# [Entries provided]
"""
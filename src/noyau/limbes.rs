// src/noyau/limbes.rs
//
// Limbes base 10000 + division longue mot par mot.
// ------------------------------------------------
// Représentation virgule fixe de π :
// - mot 0          : dixièmes (31 après normalisation, soit "3.1")
// - mot i (i >= 1) : poids 10^-(4i+1), un groupe de 4 chiffres
// - `retenue`      : sentinelle au-dessus du mot 0 (absorbe la dernière retenue, jamais lue)
//
// Décalage : l’ancien tableau indexé à partir de 1 (case 0 = sentinelle) devient
// un Vec indexé à partir de 0 + un champ séparé. Ancien index x => index x - DECALAGE.
//
// Un mot de réserve suit les mots significatifs : le curseur des séries le lit
// juste après avoir dépassé le dernier mot.

use std::ops::{Index, IndexMut};

use super::erreur::ErreurPi;

/// Base d’un limbe (4 chiffres décimaux).
pub const BASE: i64 = 10_000;

/// Chiffres décimaux par limbe.
pub const CHIFFRES_PAR_MOT: usize = 4;

/// Ancien index (1 = mot le plus significatif) moins index courant.
pub const DECALAGE: usize = 1;

/// Premier mot fractionnaire (ancien index 2).
pub const PREMIER_MOT_FRACTION: usize = 2 - DECALAGE;

/// Nombre de mots significatifs pour `nb_chiffres` décimales demandées.
pub fn mots_pour(nb_chiffres: usize) -> usize {
    nb_chiffres / CHIFFRES_PAR_MOT + 3
}

/* ------------------------ Tableau de limbes ------------------------ */

#[derive(Clone, Debug, PartialEq, Eq)]
pub struct Limbes {
    retenue: i64,
    mots: Vec<i64>,
    significatifs: usize,
}

impl Limbes {
    /// `significatifs` mots à zéro (+ 1 mot de réserve).
    ///
    /// Échec d’allocation => `ErreurPi::Allocation` (pas d’abort, pas de résultat partiel).
    pub fn zeros(significatifs: usize) -> Result<Self, ErreurPi> {
        let total = significatifs
            .checked_add(1)
            .ok_or(ErreurPi::Allocation { mots: significatifs })?;
        let mut mots = Vec::new();
        mots.try_reserve_exact(total)
            .map_err(|_| ErreurPi::Allocation { mots: total })?;
        mots.resize(total, 0);

        Ok(Self {
            retenue: 0,
            mots,
            significatifs,
        })
    }

    /// Nombre de mots significatifs (réserve exclue).
    pub fn len(&self) -> usize {
        self.significatifs
    }

    /// Mots significatifs, du plus fort au plus faible.
    pub fn mots(&self) -> &[i64] {
        &self.mots[..self.significatifs]
    }

    pub fn retenue(&self) -> i64 {
        self.retenue
    }

    /// Reporte `valeur` sur le mot juste au-dessus de `index` (ou la sentinelle pour le mot 0).
    pub fn reporter(&mut self, index: usize, valeur: i64) {
        match index.checked_sub(1) {
            Some(au_dessus) => self.mots[au_dessus] += valeur,
            None => self.retenue += valeur,
        }
    }
}

impl Index<usize> for Limbes {
    type Output = i64;

    fn index(&self, i: usize) -> &i64 {
        &self.mots[i]
    }
}

impl IndexMut<usize> for Limbes {
    fn index_mut(&mut self, i: usize) -> &mut i64 {
        &mut self.mots[i]
    }
}

/* ------------------------ Division longue ------------------------ */

/// Division longue base 10000 par un diviseur fixe, un mot à la fois.
///
/// Chaque `etape` abaisse le mot suivant à côté du reste courant, exactement comme
/// la division posée à la main. Entier seulement : aucun arrondi.
///
/// Le dividende est calculé en i64 : `reste * 10000 + suivant` tient largement
/// même pour 515² = 265225.
#[derive(Clone, Copy, Debug, PartialEq, Eq)]
pub struct DivisionLongue {
    diviseur: i64,
    reste: i64,
}

impl DivisionLongue {
    pub fn new(diviseur: i64) -> Self {
        Self::avec_reste(diviseur, 0)
    }

    /// Reprend une division déjà entamée (le quotient des mots précédents est implicite).
    pub fn avec_reste(diviseur: i64, reste: i64) -> Self {
        debug_assert!(diviseur > 0, "diviseur nul ou négatif");
        Self { diviseur, reste }
    }

    /// Abaisse `suivant`, renvoie le quotient de cette position.
    pub fn etape(&mut self, suivant: i64) -> i64 {
        let dividende = self.reste * BASE + suivant;
        self.reste = dividende % self.diviseur;
        dividende / self.diviseur
    }

    pub fn reste(&self) -> i64 {
        self.reste
    }
}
"""
# [Work instructions]
Retype the records in full. Keep every line identical to the original.

# [Answer below]
filename src/noyau/limbes.rs
// src/noyau/limbes.rs
//
// Limbes base 10000 + division longue mot par mot.
// ------------------------------------------------
// Représentation virgule fixe de π :
// - mot 0          : dixièmes (31 après normalisation, soit "3.1")
// - mot i (i >= 1) : poids 10^-(4i+1), un groupe de 4 chiffres
// - `retenue`      : sentinelle au-dessus du mot 0 (absorbe la dernière retenue, jamais lue)
//
// Décalage : l’ancien tableau indexé à partir de 1 (case 0 = sentinelle) devient
// un Vec indexé à partir de 0 + un champ séparé. Ancien index x => index x - DECALAGE.
//
// Un mot de réserve suit les mots significatifs : le curseur des séries le lit
// juste après avoir dépassé le dernier mot.

use std::ops::{Index, IndexMut};

use super::erreur::ErreurPi;

/// Base d’un limbe (4 chiffres décimaux).
pub const BASE: i64 = 10_000;

/// Chiffres décimaux par limbe.
pub const CHIFFRES_PAR_MOT: usize = 4;

/// Ancien index (1 = mot le plus significatif) moins index courant.
pub const DECALAGE: usize = 1;

/// Premier mot fractionnaire (ancien index 2).
pub const PREMIER_MOT_FRACTION: usize = 2 - DECALAGE;

/// Nombre de mots significatifs pour `nb_chiffres` décimales demandées.
pub fn mots_pour(nb_chiffres: usize) -> usize {
    nb_chiffres / CHIFFRES_PAR_MOT + 3
}

/* ------------------------ Tableau de limbes ------------------------ */

#[derive(Clone, Debug, PartialEq, Eq)]
pub struct Limbes {
    retenue: i64,
    mots: Vec<i64>,
    significatifs: usize,
}

impl Limbes {
    /// `significatifs` mots à zéro (+ 1 mot de réserve).
    ///
    /// Échec d’allocation => `ErreurPi::Allocation` (pas d’abort, pas de résultat partiel).
    pub fn zeros(significatifs: usize) -> Result<Self, ErreurPi> {
        let total = significatifs
            .checked_add(1)
            .ok_or(ErreurPi::Allocation { mots: significatifs })?;
        let mut mots = Vec::new();
        mots.try_reserve_exact(total)
            .map_err(|_| ErreurPi::Allocation { mots: total })?;
        mots.resize(total, 0);

        Ok(Self {
            retenue: 0,
            mots,
            significatifs,
        })
    }

    /// Nombre de mots significatifs (réserve exclue).
    pub fn len(&self) -> usize {
        self.significatifs
    }

    /// Mots significatifs, du plus fort au plus faible.
    pub fn mots(&self) -> &[i64] {
        &self.mots[..self.significatifs]
    }

    pub fn retenue(&self) -> i64 {
        self.retenue
    }

    /// Reporte `valeur` sur le mot juste au-dessus de `index` (ou la sentinelle pour le mot 0).
    pub fn reporter(&mut self, index: usize, valeur: i64) {
        match index.checked_sub(1) {
            Some(au_dessus) => self.mots[au_dessus] += valeur,
            None => self.retenue += valeur,
        }
    }
}

impl Index<usize> for Limbes {
    type Output = i64;

    fn index(&self, i: usize) -> &i64 {
        &self.mots[i]
    }
}

impl IndexMut<usize> for Limbes {
    fn index_mut(&mut self, i: usize) -> &mut i64 {
        &mut self.mots[i]
    }
}

/* ------------------------ Division longue ------------------------ */

/// Division longue base 10000 par un diviseur fixe, un mot à la fois.
///
/// Chaque `etape` abaisse le mot suivant à côté du reste courant, exactement comme
/// la division posée à la main. Entier seulement : aucun arrondi.
///
/// Le dividende est calculé en i64 : `reste * 10000 + suivant` tient largement
/// même pour 515² = 265225.
#[derive(Clone, Copy, Debug, PartialEq, Eq)]
pub struct DivisionLongue {
    diviseur: i64,
    reste: i64,
}

impl DivisionLongue {
    pub fn new(diviseur: i64) -> Self {
        Self::avec_reste(diviseur, 0)
    }

    /// Reprend une division déjà entamée (le quotient des mots précédents est implicite).
    pub fn avec_reste(diviseur: i64, reste: i64) -> Self {
        debug_assert!(diviseur > 0, "diviseur nul ou négatif");
        Self { diviseur, reste }
    }

    /// Abaisse `suivant`, renvoie le quotient de cette position.
    pub fn etape(&mut self, suivant: i64) -> i64 {
        let dividende = self.reste * BASE + suivant;
        self.reste = dividende % self.diviseur;
        dividende / self.diviseur
    }

    pub fn reste(&self) -> i64 {
        self.reste
    }
}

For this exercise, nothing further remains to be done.